How can we build a collective movement toward community justice?
— Lille A. Estes

Video produced by the Charles Hamilton Houston Institute.

This network is people-powered. We are de-institutionalized, meaning we are not a corporation, non-profit, or policy entity. We are instead a network of individuals and organizations who are committed to advancing #CommunityJustice in our individual and collective work.

Don’t get confused though, we are organized. You can get involved either as a core organizing partner or a #CommunityJusticeNetwork member. Send us a message if you are interested in joining the network.


The answer is in the name. Community justice is a democratic process where those most affected by the policies and laws governing our bodies, our families, and our communities are at the decision-making center. We see community justice through the lens of six themes: Whole Body Well-Being, Education, Public Safety, Housing, Transportation, and Job Creation Wealth-Building.

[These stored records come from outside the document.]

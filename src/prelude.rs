//! Prelude module for convenient imports.

pub use crate::error::{Result, RunError, SandboxError};
pub use crate::sandbox::{
    capture::DebugPolicy,
    config::SandboxConfig,
    executor::{SandboxContext, SandboxRunner},
};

Community Justice is about involving the community in what makes a just system. It's about meeting the needs of the people with their input. It's about pushing down racism, classism, and sexism and elevating our common humanity toward collective liberation. 


·  Mid-2003 // Lillie A. Estes meets Professor Charles J. Ogletree, Jr. while working on a documentary about the life of Oliver W. Hill, Sr. (Board Member of the Charles Hamilton Houston Institute).

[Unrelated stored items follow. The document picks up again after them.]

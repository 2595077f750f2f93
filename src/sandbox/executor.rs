//! Running an operation inside a sandbox.

use std::path::{Path, PathBuf};

use tracing::{debug, debug_span, warn};

use crate::error::{Failure, RunError, SandboxError};
use crate::sandbox::capture::FailureCapture;
use crate::sandbox::config::SandboxConfig;
use crate::sandbox::directory::SandboxDirectory;
use crate::sandbox::transfer::{ExportStage, ImportStage};

/// What the operation sees of its sandbox.
#[derive(Debug)]
pub struct SandboxContext<'a> {
    root: &'a Path,
    base: &'a Path,
    imported: &'a [PathBuf],
}

impl SandboxContext<'_> {
    /// Absolute sandbox root.
    pub fn root(&self) -> &Path {
        self.root
    }

    /// Resolve `relative` inside the sandbox.
    pub fn path(&self, relative: impl AsRef<Path>) -> PathBuf {
        self.root.join(relative)
    }

    /// The caller's directory: imports came from here and exports go here.
    pub fn base_dir(&self) -> &Path {
        self.base
    }

    /// Sandbox paths of the imported files, in copy order.
    pub fn imported(&self) -> &[PathBuf] {
        self.imported
    }
}

/// Runs operations in fresh, disposable sandboxes.
#[derive(Debug, Clone, Default)]
pub struct SandboxRunner {
    config: SandboxConfig,
}

impl SandboxRunner {
    /// Create a runner with the given configuration.
    pub fn new(config: SandboxConfig) -> Self {
        Self { config }
    }

    /// The runner's configuration.
    pub fn config(&self) -> &SandboxConfig {
        &self.config
    }

    /// Run `operation` in a new sandbox.
    ///
    /// Imports are copied in first. On success the working directory is
    /// restored, exports are copied out and the value is returned. On failure
    /// the working directory is restored, the sandbox is preserved in the
    /// debug directory if configured, and the failure is returned unchanged.
    /// The sandbox is removed on every path.
    pub fn run<T, E, F>(&self, operation: F) -> Result<T, RunError<E>>
    where
        F: FnOnce(&SandboxContext<'_>) -> Result<T, E>,
    {
        let mut session = SandboxDirectory::create(&self.config).map_err(RunError::Sandbox)?;

        let span = debug_span!("sandbox", root = %session.root().display());
        let _enter = span.enter();

        session
            .activate(self.config.chdir)
            .map_err(RunError::Sandbox)?;

        // Entering took the working-directory lock, so the recorded directory
        // is the caller's and not another run's sandbox.
        let base = match session.entered_from() {
            Some(cwd) => self.config.base_dir_from(cwd),
            None => self.config.resolve_base_dir().map_err(RunError::Sandbox)?,
        };

        match self.attempt(&session, &base, operation) {
            Ok(value) => self.complete(session, &base).map(|()| value),
            Err(failure) => Err(self.fail(session, &base, failure)),
        }
    }

    /// Run `operation` on the blocking thread pool.
    ///
    /// Sandboxes with `chdir` disabled run fully in parallel; those that switch
    /// the working directory still take turns.
    pub async fn run_async<T, E, F>(&self, operation: F) -> Result<T, RunError<E>>
    where
        F: FnOnce(&SandboxContext<'_>) -> Result<T, E> + Send + 'static,
        T: Send + 'static,
        E: Send + 'static,
    {
        let runner = self.clone();
        match tokio::task::spawn_blocking(move || runner.run(operation)).await {
            Ok(result) => result,
            Err(err) if err.is_panic() => std::panic::resume_unwind(err.into_panic()),
            Err(err) => Err(RunError::Sandbox(SandboxError::TaskFailed(err.to_string()))),
        }
    }

    fn attempt<T, E, F>(
        &self,
        session: &SandboxDirectory,
        base: &Path,
        operation: F,
    ) -> Result<T, Failure<E>>
    where
        F: FnOnce(&SandboxContext<'_>) -> Result<T, E>,
    {
        let imported = ImportStage::new(base, &self.config.imports)
            .run(session.root())
            .map_err(Failure::Import)?;

        let context = SandboxContext {
            root: session.root(),
            base,
            imported: &imported,
        };
        operation(&context).map_err(Failure::Operation)
    }

    fn complete<E>(&self, mut session: SandboxDirectory, base: &Path) -> Result<(), RunError<E>> {
        if let Err(source) = session.deactivate(true) {
            discard(&mut session);
            return Err(RunError::Restore {
                source,
                masked: None,
            });
        }

        let exported = ExportStage::new(session.root(), &self.config.exports).run(base);
        discard(&mut session);
        exported.map_err(RunError::Export)?;
        debug!("sandbox run completed");
        Ok(())
    }

    fn fail<E>(&self, mut session: SandboxDirectory, base: &Path, failure: Failure<E>) -> RunError<E> {
        if let Err(source) = session.deactivate(false) {
            discard(&mut session);
            return RunError::Restore {
                source,
                masked: Some(failure),
            };
        }

        if self.config.copy_on_error {
            let capture = FailureCapture::new(self.config.debug_dir_in(base), self.config.debug_policy);
            if let Err(source) = capture.preserve(session.root()) {
                discard(&mut session);
                return RunError::Capture {
                    source,
                    original: failure,
                };
            }
        }

        discard(&mut session);
        failure.into()
    }
}

fn discard(session: &mut SandboxDirectory) {
    if let Err(err) = session.destroy() {
        warn!(root = %session.root().display(), "failed to remove sandbox: {err}");
    }
}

·  Fall of 2005 // Professor Ogletree opens the Charles Hamilton Houston Institute.  

·  Throughout 2005 until 2013 // Several communications occurred between Lillie A. Estes, Professor Ogletree and the institute's staff focusing on developing future community working opportunities.  

·  Mid-2013 // David Harris, The Managing Director of the Charles Hamilton Houston Institute shares with Lillie A. Estes the more specific working narrative of "Community Justice" for which the institute will begin more focused community work across the country.

·   2013 through 2014 // Our country is reeling out of control due to the massive amount of murders of unarmed Black and Brown community members across the country.

·   Mid-2014 // Trey Hartt and Lillie A. Estes come together conceptually with the determination that producing a film screening series will address a great deal of our community concerns around police brutality. The community engagement would serve as a tool of hoped for healing and solutions. (the idea came from an event produced by Ava DuVernay in Los Angeles); We began expanding the idea to address the six themes of community justice.

· Mid-2015 // Lillie and Trey approach Enjoli Moon, artistic director and founder of the Afrikana Independent Film Festival, to join the core team—the Community Justice Film Series was born.

·    Fall 2015 // Trey, Lillie, and Enjoli convene a group of potential partners and collaborators to organize buy-in for the film series.

·   First half of 2016 // Organizing continues, meetings are held, and the core planning team for the Community Justice Film Series (CJFS) grows.

·   August 18, 2016 // Kickoff Reception Held at Friends Association for Children

·   October 29, 2016 // The first CJFS screening on Education occurs at Virginia Union University.

·  February 19, 2017 // CJFS screening on the Whole Body + Well-Being occurs at the Lewis Ginter Botanical Gardens.

·  May 17, 2017 // CJFS screening on Public Safety occurs at the Calhoun Center in Gilpin Court, Richmond’s largest public housing community.

·  June 29, 2017 // The first #CommunityJustice Kick Back (spin off event) screening of 13th by Ava DuVernay was presented by Boaz & Ruth and Richmond Peace Education Center.

·  August 17, 2017 // CJFS screening on Housing occurs at the University of Richmond Downtown, produced in partnership with Housing Opportunities Made Equal.

·  November 12, 2017 // CJFS screening on Transportation occurs at a local union house.

·  February 17, 2018 // CJFS screening on Job Creation + Wealth Building occurs at the Robinson Theater.

·  February 24, 2018 // The First #CommunityJustice Resource Fair launches at the main branch of the Richmond Public Library (the predecessor of the #CommunityJustice Teach-In).

·  October 7, 2018 // Richmond Times Dispatch publishes a Guest Op-Ed on the #CommunityJusticeNetwork, officially launching this new initiative.